#### Records supplied
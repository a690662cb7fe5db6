use serde::{Deserialize, Serialize};

use super::{ChildEntity, Entity, EntityKind, Key};

/// Someone travelling on the trip. Expenses are paid by and charged to travelers.
#[derive(Debug, Clone, PartialEq, Serialize, Deserialize)]
pub struct Traveler {
    pub trip_id: Key,
    pub name: String,
    #[serde(default)]
    pub email: Option<String>,
    #[serde(default)]
    pub icon: Option<String>,
}

impl Traveler {
    pub fn new(trip_id: Key, name: impl Into<String>) -> Self {
        Self {
            trip_id,
            name: name.into(),
            email: None,
            icon: None,
        }
    }
}

impl Entity for Traveler {
    const KIND: EntityKind = EntityKind::Traveler;

    fn trip_id(&self) -> Option<&Key> {
        Some(&self.trip_id)
    }
}

impl ChildEntity for Traveler {
    fn set_trip_id(&mut self, trip: Key) {
        self.trip_id = trip;
    }
}
//! tripsync - offline-first trip planner sync
//!
//! This crate provides the sync engine behind the `tripsync` CLI: a local
//! SQLite cache that keeps working without a network, an online-first
//! repository layer over a remote store, and portable trip export/import.
//!
//! # Architecture
//!
//! - [`cli`] - Command-line interface using clap
//! - [`model`] - Trip graph entities and their dual-keyed identity
//! - [`remote`] - Remote store client (REST) and an in-memory store
//! - [`connectivity`] - Reachability probe for the remote store
//! - [`storage`] - SQLite local cache
//! - [`sync`] - Repositories, reconciliation, access gate, import/export
//! - [`config`] - Configuration management
//! - [`error`] - Error types and handling

#![forbid(unsafe_code)]
#![warn(clippy::pedantic)]
#![allow(clippy::module_name_repetitions)]

pub mod cli;
pub mod config;
pub mod connectivity;
pub mod error;
pub mod model;
pub mod remote;
pub mod storage;
pub mod sync;

pub use error::{Error, Result};
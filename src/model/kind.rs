//! Entity kinds and their reference fields.
//!
//! Each kind declares which of its fields point at other records. Wire
//! conversion, export tokens, import remapping, promotion rewrites and
//! reference scrubbing all walk this one table.

use serde::{Deserialize, Serialize};
use serde_json::{Map, Value};

/// Name of the owning-trip reference on every child entity.
pub const TRIP_REF: &str = "trip_id";

/// The six record kinds the engine manages.
#[derive(Debug, Clone, Copy, PartialEq, Eq, Hash, Serialize, Deserialize)]
#[serde(rename_all = "snake_case")]
pub enum EntityKind {
    Trip,
    Place,
    Itinerary,
    Packing,
    Traveler,
    Expense,
}

/// How many targets a reference field holds.
#[derive(Debug, Clone, Copy, PartialEq, Eq)]
pub enum Arity {
    /// Exactly one key, never null.
    Required,
    /// A key or null.
    Optional,
    /// An array of keys.
    Many,
}

/// A field holding a reference to another record.
#[derive(Debug, Clone, Copy, PartialEq, Eq)]
pub struct RefField {
    pub name: &'static str,
    pub target: EntityKind,
    pub arity: Arity,
}

const TRIP_FIELD: RefField = RefField {
    name: TRIP_REF,
    target: EntityKind::Trip,
    arity: Arity::Required,
};

impl EntityKind {
    /// Every kind, parents first.
    pub const ALL: [Self; 6] = [
        Self::Trip,
        Self::Place,
        Self::Traveler,
        Self::Itinerary,
        Self::Packing,
        Self::Expense,
    ];

    /// Child kinds in dependency order: places and travelers have no
    /// intra-trip references, itinerary and expenses point at them.
    pub const CHILDREN: [Self; 5] = [
        Self::Place,
        Self::Traveler,
        Self::Itinerary,
        Self::Packing,
        Self::Expense,
    ];

    /// Local cache table name.
    #[must_use]
    pub const fn table(self) -> &'static str {
        match self {
            Self::Trip => "trips",
            Self::Place => "places",
            Self::Itinerary => "itinerary",
            Self::Packing => "packing",
            Self::Traveler => "travelers",
            Self::Expense => "expenses",
        }
    }

    /// Remote collection name.
    #[must_use]
    pub const fn collection(self) -> &'static str {
        self.table()
    }

    /// Reference fields declared by this kind.
    #[must_use]
    pub const fn ref_fields(self) -> &'static [RefField] {
        match self {
            Self::Trip => &[],
            Self::Place | Self::Packing | Self::Traveler => &[TRIP_FIELD],
            Self::Itinerary => &[
                TRIP_FIELD,
                RefField {
                    name: "place_id",
                    target: Self::Place,
                    arity: Arity::Optional,
                },
            ],
            Self::Expense => &[
                TRIP_FIELD,
                RefField {
                    name: "payer_id",
                    target: Self::Traveler,
                    arity: Arity::Optional,
                },
                RefField {
                    name: "charged_to",
                    target: Self::Traveler,
                    arity: Arity::Many,
                },
            ],
        }
    }

    /// Remote ordering columns for list queries.
    #[must_use]
    pub const fn order_by(self) -> &'static [&'static str] {
        match self {
            Self::Itinerary => &["day_index", "order"],
            Self::Packing => &["order"],
            Self::Trip => &["start_date"],
            Self::Place | Self::Traveler | Self::Expense => &[],
        }
    }

    #[must_use]
    pub const fn is_child(self) -> bool {
        !matches!(self, Self::Trip)
    }

    /// Kinds holding a non-trip reference to this kind.
    #[must_use]
    pub const fn referenced_by(self) -> &'static [Self] {
        match self {
            Self::Place => &[Self::Itinerary],
            Self::Traveler => &[Self::Expense],
            Self::Trip => &[
                Self::Place,
                Self::Traveler,
                Self::Itinerary,
                Self::Packing,
                Self::Expense,
            ],
            Self::Itinerary | Self::Packing | Self::Expense => &[],
        }
    }

    #[must_use]
    pub const fn as_str(self) -> &'static str {
        match self {
            Self::Trip => "trip",
            Self::Place => "place",
            Self::Itinerary => "itinerary",
            Self::Packing => "packing",
            Self::Traveler => "traveler",
            Self::Expense => "expense",
        }
    }
}

impl std::fmt::Display for EntityKind {
    fn fmt(&self, f: &mut std::fmt::Formatter<'_>) -> std::fmt::Result {
        f.write_str(self.as_str())
    }
}

impl std::str::FromStr for EntityKind {
    type Err = String;

    fn from_str(s: &str) -> Result<Self, Self::Err> {
        match s {
            "trip" | "trips" => Ok(Self::Trip),
            "place" | "places" => Ok(Self::Place),
            "itinerary" => Ok(Self::Itinerary),
            "packing" => Ok(Self::Packing),
            "traveler" | "travelers" => Ok(Self::Traveler),
            "expense" | "expenses" => Ok(Self::Expense),
            _ => Err(format!("Unknown entity kind: {s}")),
        }
    }
}

/// Rewrite every reference in a serialized entity document.
///
/// `f` receives the field descriptor and the current value and returns the
/// replacement. Returning `None` drops the reference: optional fields become
/// null and the element is removed from arrays. Null optional references are
/// not passed to `f`.
pub fn map_refs<F>(kind: EntityKind, doc: &mut Map<String, Value>, mut f: F)
where
    F: FnMut(&RefField, Value) -> Option<Value>,
{
    for field in kind.ref_fields() {
        let Some(slot) = doc.get_mut(field.name) else {
            continue;
        };
        match field.arity {
            Arity::Many => {
                *slot = match slot.take() {
                    Value::Array(items) => {
                        Value::Array(items.into_iter().filter_map(|v| f(field, v)).collect())
                    }
                    Value::Null => Value::Array(Vec::new()),
                    other => other,
                };
            }
            Arity::Required | Arity::Optional => {
                if slot.is_null() {
                    continue;
                }
                let current = slot.take();
                *slot = f(field, current).unwrap_or(Value::Null);
            }
        }
    }
}

#[cfg(test)]
mod tests {
    use super::*;
    use serde_json::json;

    #[test]
    fn test_map_refs_drops_and_rewrites() {
        let mut doc = json!({
            "trip_id": {"local": 1},
            "title": "Dinner",
            "payer_id": {"local": 5},
            "charged_to": [{"local": 5}, {"local": 6}],
        })
        .as_object()
        .cloned()
        .unwrap();

        map_refs(EntityKind::Expense, &mut doc, |field, value| {
            if field.target == EntityKind::Trip {
                return Some(json!({"remote": "T1"}));
            }
            (value == json!({"local": 6})).then(|| json!({"remote": "P6"}))
        });

        assert_eq!(doc["trip_id"], json!({"remote": "T1"}));
        assert_eq!(doc["payer_id"], Value::Null);
        assert_eq!(doc["charged_to"], json!([{"remote": "P6"}]));
        assert_eq!(doc["title"], json!("Dinner"));
    }

    #[test]
    fn test_map_refs_skips_null_optional() {
        let mut doc = json!({"trip_id": {"local": 1}, "place_id": null})
            .as_object()
            .cloned()
            .unwrap();
        let mut seen = Vec::new();
        map_refs(EntityKind::Itinerary, &mut doc, |field, value| {
            seen.push(field.name);
            Some(value)
        });
        assert_eq!(seen, vec![TRIP_REF]);
    }

    #[test]
    fn test_kind_round_trip() {
        for kind in EntityKind::ALL {
            assert_eq!(kind.as_str().parse::<EntityKind>().unwrap(), kind);
            assert_eq!(kind.table().parse::<EntityKind>().unwrap(), kind);
        }
        assert!(EntityKind::Packing.is_child());
        assert!(!EntityKind::Trip.is_child());
    }
}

#### The task
From the records above, return each line that includes "take".

#### Written solution
                *slot = match slot.take() {
                let current = slot.take();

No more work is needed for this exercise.